Records for the exercise:
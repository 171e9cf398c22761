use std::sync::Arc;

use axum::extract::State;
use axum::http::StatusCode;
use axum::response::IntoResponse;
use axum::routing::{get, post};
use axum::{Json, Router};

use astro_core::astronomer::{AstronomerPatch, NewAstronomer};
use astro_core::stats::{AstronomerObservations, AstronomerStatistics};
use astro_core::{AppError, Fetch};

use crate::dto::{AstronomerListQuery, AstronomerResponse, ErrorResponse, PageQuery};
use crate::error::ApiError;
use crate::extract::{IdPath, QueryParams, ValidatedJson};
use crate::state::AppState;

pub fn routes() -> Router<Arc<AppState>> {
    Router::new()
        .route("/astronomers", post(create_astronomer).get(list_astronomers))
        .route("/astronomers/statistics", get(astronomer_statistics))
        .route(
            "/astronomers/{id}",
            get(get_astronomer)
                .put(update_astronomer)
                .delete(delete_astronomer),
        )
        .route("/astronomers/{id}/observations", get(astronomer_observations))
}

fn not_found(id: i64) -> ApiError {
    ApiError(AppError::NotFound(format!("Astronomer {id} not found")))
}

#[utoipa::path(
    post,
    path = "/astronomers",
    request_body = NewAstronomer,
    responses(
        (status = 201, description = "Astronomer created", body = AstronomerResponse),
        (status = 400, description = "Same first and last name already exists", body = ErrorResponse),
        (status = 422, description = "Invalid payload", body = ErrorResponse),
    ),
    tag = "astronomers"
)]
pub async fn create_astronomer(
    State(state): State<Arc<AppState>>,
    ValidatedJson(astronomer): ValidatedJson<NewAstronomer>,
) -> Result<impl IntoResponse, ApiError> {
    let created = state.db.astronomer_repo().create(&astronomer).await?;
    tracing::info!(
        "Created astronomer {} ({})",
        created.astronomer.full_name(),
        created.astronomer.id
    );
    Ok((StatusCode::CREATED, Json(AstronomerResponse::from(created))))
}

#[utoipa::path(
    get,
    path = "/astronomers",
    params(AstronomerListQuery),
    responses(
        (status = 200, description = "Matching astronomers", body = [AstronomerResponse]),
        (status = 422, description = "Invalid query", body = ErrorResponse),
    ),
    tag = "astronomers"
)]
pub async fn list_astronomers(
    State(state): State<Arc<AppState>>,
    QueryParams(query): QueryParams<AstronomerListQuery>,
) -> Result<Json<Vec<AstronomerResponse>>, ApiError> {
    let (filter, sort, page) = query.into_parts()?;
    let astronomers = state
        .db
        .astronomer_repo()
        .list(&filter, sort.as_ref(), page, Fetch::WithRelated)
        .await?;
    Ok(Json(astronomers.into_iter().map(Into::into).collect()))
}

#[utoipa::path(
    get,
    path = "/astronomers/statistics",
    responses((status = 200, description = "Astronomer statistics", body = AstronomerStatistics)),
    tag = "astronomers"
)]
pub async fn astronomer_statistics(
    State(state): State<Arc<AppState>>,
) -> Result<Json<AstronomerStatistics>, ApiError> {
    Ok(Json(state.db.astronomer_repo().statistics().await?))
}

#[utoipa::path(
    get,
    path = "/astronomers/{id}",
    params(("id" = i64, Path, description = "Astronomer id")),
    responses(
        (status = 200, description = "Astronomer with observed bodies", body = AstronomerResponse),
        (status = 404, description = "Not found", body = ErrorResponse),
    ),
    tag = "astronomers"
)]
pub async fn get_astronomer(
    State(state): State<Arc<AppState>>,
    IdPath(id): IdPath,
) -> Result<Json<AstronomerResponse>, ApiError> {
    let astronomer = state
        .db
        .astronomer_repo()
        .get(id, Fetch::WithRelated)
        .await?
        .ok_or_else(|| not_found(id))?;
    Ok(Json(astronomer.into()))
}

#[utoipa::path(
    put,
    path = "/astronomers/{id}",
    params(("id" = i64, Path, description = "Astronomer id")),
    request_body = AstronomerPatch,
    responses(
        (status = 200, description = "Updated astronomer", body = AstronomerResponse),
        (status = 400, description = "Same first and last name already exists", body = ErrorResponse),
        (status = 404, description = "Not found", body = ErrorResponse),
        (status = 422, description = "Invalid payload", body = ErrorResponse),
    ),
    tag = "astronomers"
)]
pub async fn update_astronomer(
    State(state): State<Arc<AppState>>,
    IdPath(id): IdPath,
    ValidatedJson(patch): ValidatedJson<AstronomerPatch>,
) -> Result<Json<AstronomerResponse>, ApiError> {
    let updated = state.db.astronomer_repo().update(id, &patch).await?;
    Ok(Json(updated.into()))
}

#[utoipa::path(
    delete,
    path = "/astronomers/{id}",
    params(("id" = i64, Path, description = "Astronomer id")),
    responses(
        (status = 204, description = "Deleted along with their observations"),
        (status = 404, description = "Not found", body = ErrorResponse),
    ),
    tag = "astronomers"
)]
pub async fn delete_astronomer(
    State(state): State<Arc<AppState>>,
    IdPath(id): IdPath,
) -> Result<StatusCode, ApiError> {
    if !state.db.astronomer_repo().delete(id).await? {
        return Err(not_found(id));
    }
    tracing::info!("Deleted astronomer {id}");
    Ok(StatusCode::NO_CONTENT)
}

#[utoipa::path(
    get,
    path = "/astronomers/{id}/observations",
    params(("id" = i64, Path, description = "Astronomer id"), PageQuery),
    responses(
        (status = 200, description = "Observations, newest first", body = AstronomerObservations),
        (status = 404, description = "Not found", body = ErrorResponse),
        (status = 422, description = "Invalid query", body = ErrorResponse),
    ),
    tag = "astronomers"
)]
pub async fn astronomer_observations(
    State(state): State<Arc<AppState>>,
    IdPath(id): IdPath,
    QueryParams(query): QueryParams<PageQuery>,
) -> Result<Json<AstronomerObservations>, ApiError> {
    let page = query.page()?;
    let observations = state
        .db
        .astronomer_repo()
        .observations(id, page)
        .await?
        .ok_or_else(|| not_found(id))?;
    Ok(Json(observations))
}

What to work on: Locate all lines in the listing above with the word "info" and copy them.

The answer:
    tracing::info!(
    tracing::info!("Deleted astronomer {id}");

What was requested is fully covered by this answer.